「主観的」とは? 「客観的」とは?
「主観」や「客観」は非常に多くの文章で用いられていますし、もちろん日常の中でも使いますが、とても重要なワードですので、念のため確認してみることにしましょう。
一般的には、「主」はあるじ、自分のことで、「客」はお客さん、他人のことですね。ただ、「客」には、「自分から離れたよそのこと」や「当事者ではない他人ごと」の意味があります。ですから、「主観」は自分の立場や観点に基づく考えのこと、「客観」は、自分の立場を離れて誰にでも共通するものの見方の意味になります。
客観:自分の立場を離れて誰にでも共通するものの見方
「主観的」「客観的」は、「主観」「客観」に「的」を接尾語として加えたもので、「~の状態」であることを示します。ですから、「主観的」とは「自分の立場で考えている状態」、「客観的」とは「自分の立場を離れて第三者の立場で考えている状態」のことです。

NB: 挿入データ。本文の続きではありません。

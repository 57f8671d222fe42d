//! Handlers for the redirect resource endpoints (get, list, upsert, delete).

use axum::{
    Json,
    body::Bytes,
    extract::{Path, Query, State},
    http::{HeaderMap, StatusCode},
};
use serde_json::json;

use crate::api::dto::pagination::PaginationParams;
use crate::api::dto::redirects::UpsertRedirectRequest;
use crate::domain::entities::{Redirect, RedirectPage};
use crate::error::{AppError, map_backend_error};
use crate::state::AppState;
use crate::utils::id_codec::{decode_id, encode_id};
use crate::utils::link_builder::LinkBuilder;
use crate::utils::path::is_valid_relative_path;

/// Decodes a path-segment id into the source path it names.
///
/// Every redirect operation starts here; an id that fails to decode is
/// rejected before any backend call is made.
fn decode_id_param(id: &str) -> Result<String, AppError> {
    decode_id(id).ok_or_else(|| {
        tracing::warn!(redirect_id = %id, "invalid base64 id");
        AppError::bad_request("Invalid base64 id", json!({ "id": id }))
    })
}

/// Retrieves a single redirect by its encoded id.
///
/// # Endpoint
///
/// `GET /v1/redirects/{id}`
///
/// # Errors
///
/// - 400 if the id is not valid base64
/// - 404 if no redirect is stored for the decoded path
/// - 500 on any other backend failure
pub async fn get_redirect_handler(
    Path(id): Path<String>,
    State(state): State<AppState>,
) -> Result<Json<Redirect>, AppError> {
    let from = decode_id_param(&id)?;

    let to = state
        .redirects
        .get_redirect(&from)
        .await
        .map_err(map_backend_error)?;

    Ok(Json(Redirect::new(from, to)))
}

/// Retrieves a page of redirects.
///
/// # Endpoint
///
/// `GET /v1/redirects?count=&cursor=`
///
/// # Query Parameters
///
/// - `count` (default `"10"`): requested page size; zero is accepted
/// - `cursor` (default `"0"`): continuation token from a previous page
///
/// # Response
///
/// A page of `{from, to, id, links}` items plus the echoed `cursor`, the
/// backend's `next_cursor` (`"0"` when iteration is exhausted), and a
/// separately computed `total_count`. Items follow backend scan order and
/// are not contractually sorted; `total_count` can disagree with the page
/// under concurrent writes.
///
/// # Errors
///
/// - 400 for an invalid count or cursor
/// - 500 on backend or link-building failure
pub async fn list_redirects_handler(
    State(state): State<AppState>,
    Query(params): Query<PaginationParams>,
    headers: HeaderMap,
) -> Result<Json<RedirectPage>, AppError> {
    let (count, cursor) = params.validate().map_err(|e| {
        tracing::warn!(
            count = params.count_or_default(),
            cursor = params.cursor_or_default(),
            "invalid pagination parameters"
        );
        AppError::bad_request(
            e.to_string(),
            json!({
                "count": params.count_or_default(),
                "cursor": params.cursor_or_default(),
            }),
        )
    })?;

    let page = state
        .redirects
        .list_redirects(count, cursor)
        .await
        .map_err(|e| {
            tracing::error!(error = %e, "listing redirects from backend failed");
            AppError::internal("Backend error", json!({}))
        })?;

    tracing::info!(num_redirects = page.pairs.len(), "redirects retrieved");

    // Fail fast: if the per-request link base cannot be derived, no partial
    // page is returned.
    let links = if state.enable_url_rewriting {
        LinkBuilder::from_headers_or_default(&headers, state.links.api_url()).map_err(|e| {
            tracing::error!(error = %e, "could not build self link base");
            AppError::internal("Could not build self links", json!({}))
        })?
    } else {
        state.links.clone()
    };

    let items: Vec<Redirect> = page
        .pairs
        .into_iter()
        .map(|(from, to)| {
            let id = encode_id(&from);
            let href = links.build_redirect_self_url(&id);
            Redirect::resource(from, to, id, href)
        })
        .collect();

    let total_count = state.redirects.total_count().await.map_err(|e| {
        tracing::error!(error = %e, "getting total count of redirects failed");
        AppError::internal("Backend error", json!({}))
    })?;

    Ok(Json(RedirectPage {
        count,
        items,
        cursor: params.cursor_or_default().to_string(),
        next_cursor: page.next_cursor.to_string(),
        total_count,
    }))
}

/// Creates or updates a redirect.
///
/// # Endpoint
///
/// `PUT /v1/redirects/{id}` (requires the `redirects:edit` permission)
///
/// # Validation chain
///
/// 1. `{id}` must decode; the body must be valid JSON
/// 2. `from` must equal the decoded id exactly
/// 3. `from` and `to` must be relative paths starting with a single `/`
/// 4. `from` and `to` must differ (no redirect loops)
///
/// All validation happens before any backend call.
///
/// # Status codes
///
/// The backend's set operation cannot report create-vs-overwrite, so an
/// existence probe runs first: 201 when the probe found nothing, 200 when a
/// prior value was overwritten. Only a not-found probe result permits
/// proceeding with a create; any other probe failure aborts with 500 and
/// the write is not attempted. The probe-then-write sequence is not atomic
/// (see [`crate::application::services::RedirectService::upsert_redirect`]).
pub async fn upsert_redirect_handler(
    Path(id): Path<String>,
    State(state): State<AppState>,
    body: Bytes,
) -> Result<StatusCode, AppError> {
    let from_decoded = decode_id_param(&id)?;

    let redirect: UpsertRedirectRequest = serde_json::from_slice(&body).map_err(|e| {
        tracing::warn!(error = %e, "invalid redirect request body");
        AppError::bad_request("Invalid request body", json!({}))
    })?;

    if redirect.from != from_decoded {
        return Err(AppError::bad_request(
            "The 'from' field does not match the base64-decoded 'id' in the URL",
            json!({ "from": redirect.from, "id": id }),
        ));
    }

    if !is_valid_relative_path(&redirect.from) || !is_valid_relative_path(&redirect.to) {
        return Err(AppError::bad_request(
            "'from' and 'to' must be relative paths starting with '/'",
            json!({ "from": redirect.from, "to": redirect.to }),
        ));
    }

    if redirect.from == redirect.to {
        return Err(AppError::bad_request(
            "'from' and 'to' cannot be the same",
            json!({ "from": redirect.from }),
        ));
    }

    let existing = match state.redirects.get_redirect(&redirect.from).await {
        Ok(value) => Some(value),
        Err(e) if e.is_not_found() => {
            tracing::info!(from = %redirect.from, "redirect not found, creating a new one");
            None
        }
        Err(e) => {
            tracing::error!(error = %e, "failed to check redirect existence");
            return Err(AppError::internal("Backend error", json!({})));
        }
    };

    state
        .redirects
        .upsert_redirect(&redirect.from, &redirect.to)
        .await
        .map_err(|e| {
            tracing::error!(error = %e, "failed to upsert redirect");
            AppError::internal("Backend error", json!({}))
        })?;

    if existing.is_none() {
        Ok(StatusCode::CREATED)
    } else {
        Ok(StatusCode::OK)
    }
}

/// Deletes a redirect.
///
/// # Endpoint
///
/// `DELETE /v1/redirects/{id}` (requires the `redirects:edit` permission)
///
/// An existence probe runs first so an absent key reports 404 without the
/// delete operation ever being issued.
///
/// # Errors
///
/// - 400 if the id is not valid base64
/// - 404 if no redirect is stored for the decoded path
/// - 500 on any other backend failure
pub async fn delete_redirect_handler(
    Path(id): Path<String>,
    State(state): State<AppState>,
) -> Result<StatusCode, AppError> {
    let from = decode_id_param(&id)?;

    state
        .redirects
        .get_redirect(&from)
        .await
        .map_err(map_backend_error)?;

    state
        .redirects
        .delete_redirect(&from)
        .await
        .map_err(map_backend_error)?;

    Ok(StatusCode::NO_CONTENT)
}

客観的:自分の立場を離れて第三者の立場で考えている状態
「主観的」というのは必ずしも悪いことではありません。自分の考えを持つことは大事なことです。ただ、「客観的」なものの見方の重要性が指摘されるのは、人は誰でも放っておけば「主観的」になってしまうので、意識して「客観的」に考える努力をしなければならないということですね。
「的(てき)」の用いられ方が多様化している
「的」を「まと」ではなく「テキ」と読むのは接尾語の場合です。「集中的」「部分的」「科学的」などと使いますよね。「的」はこのように抽象的な意味を持つ熟語にくっけることが本来の使われ方です。
ところが、最近は和語(訓読みのもの)にくっついたり、外来語にくっつける表現が、あまり違和感なく広く浸透しています。
・この試作、味的にはいいと思う。
・スケジュール的にはきついな。
・コスパ的には最高だね。
「的」は中国語だと「~な」や「~の」という意味になりますが、この場合は「的に」で「~が」の意味になります。「味的にはいい」は「味がいい」、「コスパ的に最高だ」は「コスパが最高だ」ということですから、わざわざ「的」を用いなくても通じますが、直接的な言い方を避けようとする日本語の特性を現代人も受け継いでいるのかもしれません。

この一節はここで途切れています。